* ENTRIES SHOWN:
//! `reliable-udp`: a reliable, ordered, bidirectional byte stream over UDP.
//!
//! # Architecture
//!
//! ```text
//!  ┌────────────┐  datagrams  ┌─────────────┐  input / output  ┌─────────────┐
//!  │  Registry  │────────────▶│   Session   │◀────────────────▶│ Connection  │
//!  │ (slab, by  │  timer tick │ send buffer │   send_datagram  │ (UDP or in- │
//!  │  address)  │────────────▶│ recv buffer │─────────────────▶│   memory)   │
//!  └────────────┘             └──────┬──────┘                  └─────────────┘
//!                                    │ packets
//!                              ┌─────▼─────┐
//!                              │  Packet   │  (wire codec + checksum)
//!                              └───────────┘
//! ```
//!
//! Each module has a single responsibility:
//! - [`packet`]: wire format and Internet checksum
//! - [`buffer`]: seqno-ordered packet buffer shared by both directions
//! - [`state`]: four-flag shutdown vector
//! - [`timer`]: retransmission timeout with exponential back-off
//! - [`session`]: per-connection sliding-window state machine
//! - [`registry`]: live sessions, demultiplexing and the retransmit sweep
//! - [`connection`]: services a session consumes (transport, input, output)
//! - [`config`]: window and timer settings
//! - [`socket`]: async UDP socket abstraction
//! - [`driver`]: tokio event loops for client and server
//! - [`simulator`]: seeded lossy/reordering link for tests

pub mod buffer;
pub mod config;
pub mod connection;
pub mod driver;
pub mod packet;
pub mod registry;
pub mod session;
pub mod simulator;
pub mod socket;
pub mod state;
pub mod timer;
* * *
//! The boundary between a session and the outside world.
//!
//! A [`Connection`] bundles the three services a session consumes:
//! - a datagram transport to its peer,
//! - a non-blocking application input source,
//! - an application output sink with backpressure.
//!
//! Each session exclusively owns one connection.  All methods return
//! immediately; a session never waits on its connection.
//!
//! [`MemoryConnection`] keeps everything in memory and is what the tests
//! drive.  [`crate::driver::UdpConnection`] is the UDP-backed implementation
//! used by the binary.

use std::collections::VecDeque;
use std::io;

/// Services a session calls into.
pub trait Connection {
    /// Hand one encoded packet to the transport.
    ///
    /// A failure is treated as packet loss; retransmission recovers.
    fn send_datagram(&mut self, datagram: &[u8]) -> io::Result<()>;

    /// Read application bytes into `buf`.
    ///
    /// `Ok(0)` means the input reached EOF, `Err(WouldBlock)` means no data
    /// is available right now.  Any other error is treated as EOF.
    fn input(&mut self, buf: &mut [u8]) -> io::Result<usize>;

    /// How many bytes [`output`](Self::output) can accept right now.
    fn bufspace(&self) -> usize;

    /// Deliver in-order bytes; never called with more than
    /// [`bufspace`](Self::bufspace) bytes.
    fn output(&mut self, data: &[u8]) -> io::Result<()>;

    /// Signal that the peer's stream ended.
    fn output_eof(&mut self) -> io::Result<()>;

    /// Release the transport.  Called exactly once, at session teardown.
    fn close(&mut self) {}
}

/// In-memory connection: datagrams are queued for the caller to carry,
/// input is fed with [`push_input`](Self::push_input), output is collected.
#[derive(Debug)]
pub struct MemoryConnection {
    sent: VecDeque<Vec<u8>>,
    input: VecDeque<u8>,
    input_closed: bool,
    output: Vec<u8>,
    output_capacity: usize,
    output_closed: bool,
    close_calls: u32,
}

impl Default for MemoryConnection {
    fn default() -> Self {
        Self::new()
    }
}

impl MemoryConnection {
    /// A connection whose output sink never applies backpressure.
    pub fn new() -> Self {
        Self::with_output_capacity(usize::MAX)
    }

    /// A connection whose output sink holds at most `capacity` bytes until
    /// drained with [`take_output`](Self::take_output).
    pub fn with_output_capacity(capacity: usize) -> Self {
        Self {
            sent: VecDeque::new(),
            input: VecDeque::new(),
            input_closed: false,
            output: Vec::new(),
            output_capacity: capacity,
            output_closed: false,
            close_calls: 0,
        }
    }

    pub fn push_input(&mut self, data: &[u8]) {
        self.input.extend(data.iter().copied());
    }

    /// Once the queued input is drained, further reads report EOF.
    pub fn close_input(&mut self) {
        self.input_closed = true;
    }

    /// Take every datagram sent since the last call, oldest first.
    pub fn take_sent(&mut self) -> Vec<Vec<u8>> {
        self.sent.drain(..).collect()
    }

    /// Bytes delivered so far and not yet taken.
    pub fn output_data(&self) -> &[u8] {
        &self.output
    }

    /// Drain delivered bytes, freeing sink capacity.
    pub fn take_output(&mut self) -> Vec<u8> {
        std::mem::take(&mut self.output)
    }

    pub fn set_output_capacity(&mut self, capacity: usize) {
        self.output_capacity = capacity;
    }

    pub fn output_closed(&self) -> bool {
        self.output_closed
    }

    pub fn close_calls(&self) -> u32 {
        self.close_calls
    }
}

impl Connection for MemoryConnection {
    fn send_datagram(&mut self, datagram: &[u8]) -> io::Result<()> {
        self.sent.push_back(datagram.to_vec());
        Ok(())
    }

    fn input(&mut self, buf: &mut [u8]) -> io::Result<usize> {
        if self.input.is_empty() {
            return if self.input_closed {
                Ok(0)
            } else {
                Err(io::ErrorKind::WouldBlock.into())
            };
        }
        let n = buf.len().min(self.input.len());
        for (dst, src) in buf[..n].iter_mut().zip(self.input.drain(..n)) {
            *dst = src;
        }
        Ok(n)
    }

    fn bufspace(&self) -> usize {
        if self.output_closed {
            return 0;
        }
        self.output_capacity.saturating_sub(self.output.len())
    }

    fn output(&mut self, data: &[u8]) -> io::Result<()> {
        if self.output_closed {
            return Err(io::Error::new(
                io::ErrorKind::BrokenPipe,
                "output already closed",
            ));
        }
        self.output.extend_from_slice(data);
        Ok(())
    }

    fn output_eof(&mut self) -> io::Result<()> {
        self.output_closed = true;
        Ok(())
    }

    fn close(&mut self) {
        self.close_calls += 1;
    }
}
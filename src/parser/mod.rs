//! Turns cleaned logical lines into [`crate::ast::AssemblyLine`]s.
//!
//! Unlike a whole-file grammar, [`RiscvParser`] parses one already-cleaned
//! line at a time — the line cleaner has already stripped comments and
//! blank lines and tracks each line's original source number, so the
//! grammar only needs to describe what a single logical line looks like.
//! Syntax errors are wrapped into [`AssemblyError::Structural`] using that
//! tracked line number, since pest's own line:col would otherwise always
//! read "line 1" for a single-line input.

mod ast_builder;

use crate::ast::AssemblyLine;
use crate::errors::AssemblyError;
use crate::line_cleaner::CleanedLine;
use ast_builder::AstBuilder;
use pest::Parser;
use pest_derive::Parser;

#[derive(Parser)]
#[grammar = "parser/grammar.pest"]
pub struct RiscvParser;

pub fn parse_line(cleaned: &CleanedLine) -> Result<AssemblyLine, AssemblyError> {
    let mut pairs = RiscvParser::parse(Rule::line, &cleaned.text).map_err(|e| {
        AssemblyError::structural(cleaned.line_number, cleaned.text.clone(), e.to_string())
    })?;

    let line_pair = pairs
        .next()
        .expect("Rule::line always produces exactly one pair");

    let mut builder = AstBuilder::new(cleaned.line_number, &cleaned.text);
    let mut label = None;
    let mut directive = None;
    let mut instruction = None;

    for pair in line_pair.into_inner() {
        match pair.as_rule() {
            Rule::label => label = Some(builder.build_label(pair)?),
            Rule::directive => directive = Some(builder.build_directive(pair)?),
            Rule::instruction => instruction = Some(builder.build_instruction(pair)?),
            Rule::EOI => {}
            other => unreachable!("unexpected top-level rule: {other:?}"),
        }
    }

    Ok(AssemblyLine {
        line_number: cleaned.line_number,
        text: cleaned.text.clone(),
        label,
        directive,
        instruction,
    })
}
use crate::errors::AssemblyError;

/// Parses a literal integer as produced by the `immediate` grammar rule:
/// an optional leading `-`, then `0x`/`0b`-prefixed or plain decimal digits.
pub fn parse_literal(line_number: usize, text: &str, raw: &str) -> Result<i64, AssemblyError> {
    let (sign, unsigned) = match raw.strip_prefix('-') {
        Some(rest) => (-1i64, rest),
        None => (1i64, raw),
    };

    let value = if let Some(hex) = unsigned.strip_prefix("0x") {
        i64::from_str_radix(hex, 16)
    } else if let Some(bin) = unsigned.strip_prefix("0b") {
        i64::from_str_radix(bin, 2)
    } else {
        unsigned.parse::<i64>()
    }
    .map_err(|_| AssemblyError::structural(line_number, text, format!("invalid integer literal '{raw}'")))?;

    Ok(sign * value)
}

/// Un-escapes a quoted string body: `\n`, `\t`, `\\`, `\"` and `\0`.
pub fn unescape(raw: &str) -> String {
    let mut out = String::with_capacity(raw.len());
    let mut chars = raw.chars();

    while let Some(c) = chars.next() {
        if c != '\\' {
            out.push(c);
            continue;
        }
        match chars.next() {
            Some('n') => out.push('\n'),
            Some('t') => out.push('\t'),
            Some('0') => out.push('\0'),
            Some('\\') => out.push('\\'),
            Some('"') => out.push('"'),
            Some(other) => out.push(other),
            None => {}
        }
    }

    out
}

* WHAT IS EXPECTED:
Copy whichever lines above contain the string "wire".

* ANSWER SPACE:
//!                              │  Packet   │  (wire codec + checksum)
//! - [`packet`]: wire format and Internet checksum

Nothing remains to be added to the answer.